Tinhamos entre sete e doze anos, muito tempo livre, pouco ou nenhum juízo e uma fértil imaginação alimentada pelos filmes épicos do pós-guerra...E tínhamos o morro do fortim, enfeitado num dédalo de trincheiras que os primeiros expedicionários do exercito portugues ali haviam diligentemente escavado, nunca ninguém soube para quê...
Os dois capitães escolhíam o seus subordinados e companheiros, não para um jogo de bola-de-meia na terra vermelha mas...para a guerra!
Terminada a escolha, corríamos morro arriba de armas a bagagens e grante gritaria ocupando as trincheiras mais comvenientes e menos inundadas de excrenentos humanos que era coisa por ali abundante, em quantidades e variedade de aromas mais ou menos inconvenientes ao nosso estatuto de soldados de elite...E lançavamos umas pedradas uns aos outros, com e sem fisgas, com menos precisão do que desejávamos...Quando alguém era "ferido" vinha o "enfermeiro" que punha mercuro-cromo, mais nos dedos do que na ferida, passava uma ligadura e devolvia o magala ao combate.

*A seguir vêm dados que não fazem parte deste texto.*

//! Path template parsing and matching.
//!
//! A template is a `/`-delimited pattern whose segments are either literals
//! or named placeholders written `{name}`. A placeholder binds exactly one
//! path segment; there are no multi-segment wildcards, optional segments,
//! or regexes, so matching is a single O(segment count) pass with no
//! backtracking.
//!
//! Splitting preserves empty segments. A leading `/` yields a leading empty
//! segment on both the template and the request path, which keeps the two
//! aligned position-for-position, and it makes `/health` and `/health/`
//! structurally different paths (the latter has one more segment).

use std::fmt;

/// Split a path or template on `/`, preserving empty segments.
#[must_use]
pub fn split_segments(path: &str) -> Vec<&str> {
    path.split('/').collect()
}

/// True if a raw segment is a `{name}` placeholder.
///
/// The braces must enclose at least one character, so `{}` is a literal.
#[must_use]
pub fn is_placeholder(segment: &str) -> bool {
    segment.len() > 2 && segment.starts_with('{') && segment.ends_with('}')
}

/// One parsed segment of a path template.
#[derive(Debug, Clone, PartialEq, Eq)]
pub enum TemplateSegment {
    /// A literal segment, compared case-sensitively. May be empty.
    Literal(String),
    /// A named placeholder, matching any single non-empty request segment.
    Placeholder(String),
}

/// A parsed, matchable path template.
#[derive(Debug, Clone, PartialEq, Eq)]
pub struct PathTemplate {
    raw: String,
    segments: Vec<TemplateSegment>,
}

impl PathTemplate {
    /// Parse a template string into its segments.
    #[must_use]
    pub fn parse(template: &str) -> Self {
        let segments = split_segments(template)
            .into_iter()
            .map(|seg| {
                if is_placeholder(seg) {
                    TemplateSegment::Placeholder(seg[1..seg.len() - 1].to_string())
                } else {
                    TemplateSegment::Literal(seg.to_string())
                }
            })
            .collect();
        Self {
            raw: template.to_string(),
            segments,
        }
    }

    /// The original template string.
    #[must_use]
    pub fn as_str(&self) -> &str {
        &self.raw
    }

    /// The parsed segments.
    #[must_use]
    pub fn segments(&self) -> &[TemplateSegment] {
        &self.segments
    }

    /// Match this template against a pre-split request path.
    ///
    /// Segment counts must be equal. Literals compare exactly, including
    /// empty literals (an empty template segment only ever matches an empty
    /// request segment, never acts as a wildcard). Placeholders match any
    /// non-empty request segment; type validation happens at extraction
    /// time, not here.
    #[must_use]
    pub fn matches(&self, request_segments: &[&str]) -> bool {
        if self.segments.len() != request_segments.len() {
            return false;
        }
        self.segments
            .iter()
            .zip(request_segments)
            .all(|(template_seg, request_seg)| match template_seg {
                TemplateSegment::Literal(lit) => lit == request_seg,
                TemplateSegment::Placeholder(_) => !request_seg.is_empty(),
            })
    }

    /// Position of the first placeholder with the given name, if any.
    #[must_use]
    pub fn placeholder_index(&self, name: &str) -> Option<usize> {
        self.segments.iter().position(|seg| {
            matches!(seg, TemplateSegment::Placeholder(n) if n == name)
        })
    }

    /// Names of all placeholders, in template order.
    pub fn placeholder_names(&self) -> impl Iterator<Item = &str> {
        self.segments.iter().filter_map(|seg| match seg {
            TemplateSegment::Placeholder(name) => Some(name.as_str()),
            TemplateSegment::Literal(_) => None,
        })
    }

    /// Extract the raw request segment bound to a placeholder, by name.
    ///
    /// The lookup is positional against the first `{name}` segment of the
    /// template, so the order parameters are declared in need not follow
    /// the order placeholders appear in the path.
    #[must_use]
    pub fn extract_raw<'a>(&self, request_segments: &[&'a str], name: &str) -> Option<&'a str> {
        let index = self.placeholder_index(name)?;
        request_segments.get(index).copied()
    }
}

impl fmt::Display for PathTemplate {
    fn fmt(&self, f: &mut fmt::Formatter<'_>) -> fmt::Result {
        f.write_str(&self.raw)
    }
}
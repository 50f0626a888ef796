//! Route table compilation.
//!
//! The builder validates each descriptor and compiles the survivors into
//! an ordered, immutable [`RouteTable`]. Compilation is best-effort: a bad
//! descriptor is reported and excluded, never fatal to the rest, so a
//! process can come up with a partial but valid route set. The builder
//! holds no state between builds; compiling the same descriptors twice
//! yields tables with identical match behavior.

use crate::convert::ParamType;
use crate::descriptor::{HandlerRef, ParamSpec, RouteDescriptor};
use crate::method::Method;
use crate::template::PathTemplate;
use std::fmt;

/// Why a descriptor was rejected.
#[derive(Debug, Clone, PartialEq, Eq)]
pub enum ValidationErrorKind {
    /// POST/PUT descriptor with no whole-body input declared.
    MissingBody,
    /// POST/PUT descriptor with more than one whole-body input declared.
    DuplicateBody {
        /// Number of body inputs declared.
        count: usize,
    },
    /// A declared parameter has no `{name}` placeholder segment in the
    /// template.
    UnknownPathParameter {
        /// The offending parameter name.
        name: String,
    },
}

impl fmt::Display for ValidationErrorKind {
    fn fmt(&self, f: &mut fmt::Formatter<'_>) -> fmt::Result {
        match self {
            Self::MissingBody => write!(f, "body parameter doesn't exist"),
            Self::DuplicateBody { count } => {
                write!(f, "too many body parameters ({} declared)", count)
            }
            Self::UnknownPathParameter { name } => {
                write!(f, "parameter '{}' has no placeholder in the path", name)
            }
        }
    }
}

/// A per-descriptor validation failure, reported but non-fatal.
#[derive(Debug, Clone, PartialEq, Eq)]
pub struct ValidationError {
    /// `METHOD /path/template` of the offending descriptor.
    pub route: String,
    /// What was wrong with it.
    pub kind: ValidationErrorKind,
}

impl fmt::Display for ValidationError {
    fn fmt(&self, f: &mut fmt::Formatter<'_>) -> fmt::Result {
        write!(f, "{}: {}", self.route, self.kind)
    }
}

impl std::error::Error for ValidationError {}

/// A declared parameter bound to its placeholder's segment position.
///
/// The position is resolved once at build time; after a successful
/// structural match the request path has the same segment count as the
/// template, so the index is always in range.
#[derive(Debug, Clone)]
pub struct ParamBinding {
    /// Placeholder name.
    pub name: String,
    /// Declared type.
    pub ty: ParamType,
    /// Segment index in the split path.
    pub segment: usize,
}

/// A validated descriptor, compiled for matching.
#[derive(Debug, Clone)]
pub struct CompiledRoute {
    /// HTTP method this route answers.
    pub method: Method,
    /// Pre-parsed path template.
    pub template: PathTemplate,
    /// Parameter bindings, in handler-invocation order.
    pub bindings: Vec<ParamBinding>,
    /// Whether dispatch passes the request body to the handler.
    pub wants_body: bool,
    /// The bound handler.
    pub handler: HandlerRef,
}

impl CompiledRoute {
    /// `METHOD /path/template`, used in diagnostics.
    #[must_use]
    pub fn signature(&self) -> String {
        format!("{} {}", self.method, self.template)
    }
}

/// The compiled, ordered, immutable route table.
///
/// Order is declaration order; the dispatcher takes the first structural
/// match. Shared read-only across worker threads without locking.
#[derive(Debug, Default)]
pub struct RouteTable {
    routes: Vec<CompiledRoute>,
}

impl RouteTable {
    /// Iterate routes in declaration order.
    pub fn iter(&self) -> impl Iterator<Item = &CompiledRoute> {
        self.routes.iter()
    }

    /// Number of compiled routes.
    #[must_use]
    pub fn len(&self) -> usize {
        self.routes.len()
    }

    /// True if no descriptor survived validation.
    #[must_use]
    pub fn is_empty(&self) -> bool {
        self.routes.is_empty()
    }
}

/// Outcome of a build: the table plus everything that was rejected.
#[derive(Debug)]
pub struct BuildReport {
    /// The compiled table (possibly empty).
    pub table: RouteTable,
    /// One entry per rejected declaration problem, in input order.
    pub errors: Vec<ValidationError>,
}

impl BuildReport {
    /// True if every descriptor compiled.
    #[must_use]
    pub fn is_clean(&self) -> bool {
        self.errors.is_empty()
    }
}

/// Collects descriptors and compiles them into a [`RouteTable`].
#[derive(Debug, Default)]
pub struct RouteTableBuilder {
    descriptors: Vec<RouteDescriptor>,
}

impl RouteTableBuilder {
    /// Create an empty builder.
    #[must_use]
    pub fn new() -> Self {
        Self::default()
    }

    /// Append a descriptor. Declaration order is matching order.
    #[must_use]
    pub fn descriptor(mut self, descriptor: RouteDescriptor) -> Self {
        self.descriptors.push(descriptor);
        self
    }

    /// Append many descriptors.
    #[must_use]
    pub fn descriptors(mut self, descriptors: impl IntoIterator<Item = RouteDescriptor>) -> Self {
        self.descriptors.extend(descriptors);
        self
    }

    /// Validate and compile.
    ///
    /// Each descriptor is checked for body arity (POST/PUT must declare
    /// exactly one whole-body input; other methods are never checked) and
    /// path-parameter consistency (every declared name must have a
    /// `{name}` placeholder segment). A descriptor with any error is
    /// excluded; all of its errors are reported.
    #[must_use]
    pub fn build(self) -> BuildReport {
        let mut table = RouteTable::default();
        let mut errors = Vec::new();

        for descriptor in self.descriptors {
            if let Some(route) = compile(&descriptor, &mut errors) {
                table.routes.push(route);
            }
        }

        BuildReport { table, errors }
    }
}

fn compile(
    descriptor: &RouteDescriptor,
    errors: &mut Vec<ValidationError>,
) -> Option<CompiledRoute> {
    let before = errors.len();
    let template = PathTemplate::parse(&descriptor.path_template);

    if descriptor.method.requires_body() {
        match descriptor.body_params {
            1 => {}
            0 => errors.push(ValidationError {
                route: descriptor.signature(),
                kind: ValidationErrorKind::MissingBody,
            }),
            count => errors.push(ValidationError {
                route: descriptor.signature(),
                kind: ValidationErrorKind::DuplicateBody { count },
            }),
        }
    }

    let mut bindings = Vec::with_capacity(descriptor.parameters.len());
    for ParamSpec { name, ty } in &descriptor.parameters {
        match template.placeholder_index(name) {
            Some(segment) => bindings.push(ParamBinding {
                name: name.clone(),
                ty: *ty,
                segment,
            }),
            None => errors.push(ValidationError {
                route: descriptor.signature(),
                kind: ValidationErrorKind::UnknownPathParameter { name: name.clone() },
            }),
        }
    }

    if errors.len() > before {
        return None;
    }

    Some(CompiledRoute {
        method: descriptor.method,
        template,
        bindings,
        wants_body: descriptor.method.requires_body(),
        handler: descriptor.handler.clone(),
    })
}
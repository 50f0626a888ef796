//! CRUD API example: in-memory user management.
//!
//! Routes, in declaration order:
//! - `GET /users/{id}` — fetch a user
//! - `POST /users` — create a user from the request body
//! - `PUT /users/{id}` — replace a user
//! - `DELETE /users/{id}` — delete a user
//!
//! All four handlers live on one controller, so the POST/PUT/DELETE
//! handlers are serialized against each other while GETs run freely.
//!
//! # Running This Example
//!
//! ```bash
//! cargo run --example users_api -p switchboard
//! ```
//!
//! # Equivalent curl Commands
//!
//! ```bash
//! curl -X POST http://127.0.0.1:8080/users -d '{"name": "Alice"}'
//! curl http://127.0.0.1:8080/users/1
//! curl -X PUT http://127.0.0.1:8080/users/1 -d '{"name": "Alice Smith"}'
//! curl -X DELETE http://127.0.0.1:8080/users/1
//! ```

use std::collections::HashMap;
use std::sync::{Arc, Mutex};

use serde::{Deserialize, Serialize};
use switchboard::prelude::*;

#[derive(Debug, Clone, Deserialize)]
struct UserInput {
    name: String,
}

#[derive(Debug, Clone, Serialize)]
struct User {
    id: i64,
    name: String,
}

#[derive(Default)]
struct UserDb {
    users: HashMap<i64, User>,
    next_id: i64,
}

fn main() {
    let report = RouteTableBuilder::new()
        .descriptor(
            RouteDescriptor::new(Method::Get, "/users/{id}", ("Users", "get"))
                .param("id", ParamType::Int),
        )
        .descriptor(RouteDescriptor::new(Method::Post, "/users", ("Users", "create")).with_body())
        .descriptor(
            RouteDescriptor::new(Method::Put, "/users/{id}", ("Users", "update"))
                .param("id", ParamType::Int)
                .with_body(),
        )
        .descriptor(
            RouteDescriptor::new(Method::Delete, "/users/{id}", ("Users", "delete"))
                .param("id", ParamType::Int),
        )
        .build();
    for error in &report.errors {
        eprintln!("route rejected: {error}");
    }

    let db = Arc::new(Mutex::new(UserDb::default()));

    let get_db = Arc::clone(&db);
    let create_db = Arc::clone(&db);
    let update_db = Arc::clone(&db);
    let delete_db = Arc::clone(&db);

    let registry = HandlerRegistry::new()
        .register("Users", "get", move |args: HandlerArgs<'_>| {
            let id = args.int(0).unwrap_or(0);
            let db = get_db.lock().expect("store lock");
            match db.users.get(&id) {
                Some(user) => Ok(Reply::ok(to_json(user)?)),
                None => Ok(Reply::new(404, format!("no user {id}"))),
            }
        })
        .register("Users", "create", move |args: HandlerArgs<'_>| {
            let input = parse_input(args.body().unwrap_or(""))?;
            let mut db = create_db.lock().expect("store lock");
            db.next_id += 1;
            let user = User {
                id: db.next_id,
                name: input.name,
            };
            let body = to_json(&user)?;
            db.users.insert(user.id, user);
            Ok(Reply::created(body))
        })
        .register("Users", "update", move |args: HandlerArgs<'_>| {
            let id = args.int(0).unwrap_or(0);
            let input = parse_input(args.body().unwrap_or(""))?;
            let mut db = update_db.lock().expect("store lock");
            match db.users.get_mut(&id) {
                Some(user) => {
                    user.name = input.name;
                    Ok(Reply::ok(to_json(user)?))
                }
                None => Ok(Reply::new(404, format!("no user {id}"))),
            }
        })
        .register("Users", "delete", move |args: HandlerArgs<'_>| {
            let id = args.int(0).unwrap_or(0);
            let mut db = delete_db.lock().expect("store lock");
            match db.users.remove(&id) {
                Some(_) => Ok(Reply::new(204, String::new())),
                None => Ok(Reply::new(404, format!("no user {id}"))),
            }
        });

    let server = Server::bind(
        ServerConfig::new().bind_addr("127.0.0.1:8080"),
        Dispatcher::new(report.table, registry),
        Logger::new(LogConfig::new().level(LogLevel::Debug)),
    )
    .expect("bind failed");

    server.serve().expect("server failed");
}

fn parse_input(body: &str) -> Result<UserInput, HandlerError> {
    serde_json::from_str(body).map_err(|err| HandlerError::failed(format!("bad input: {err}")))
}

fn to_json<T: Serialize>(value: &T) -> Result<String, HandlerError> {
    serde_json::to_string(value).map_err(|err| HandlerError::failed(format!("encode: {err}")))
}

O pior era quando a ferida era séria...A guerra era suspensa e havia reunião do estado-maior para "inventar" a melhor desculpa para o sucedido...De qualquer forma porém, quando se começava a noite a adivinhar, fazía-se um armistício tácito, a malta comia as sadinhas de lata e o pão duro que tinha levado como mantinmentos, sacudiam-se as camisas, limpavam-se os jolhos com um pouco de cuspo e lá íamos jantar e dormir sonhando com façanhas de soldados invencíveis que durante anos povoaram enorme espaço no nosso imaginário. Mau grado, poucos, muito poucos de nós, fez carreira militar...

Fateja disse...

Fateja um local isolado que fica atrás de Monte Cara … vale a pena conhecer

argumentonio disse...

é ir, é ir, é descobrir(-se) e encontrar recantos do eu que só aparecem "em circunstância"!

e se nos fortalece...

;_)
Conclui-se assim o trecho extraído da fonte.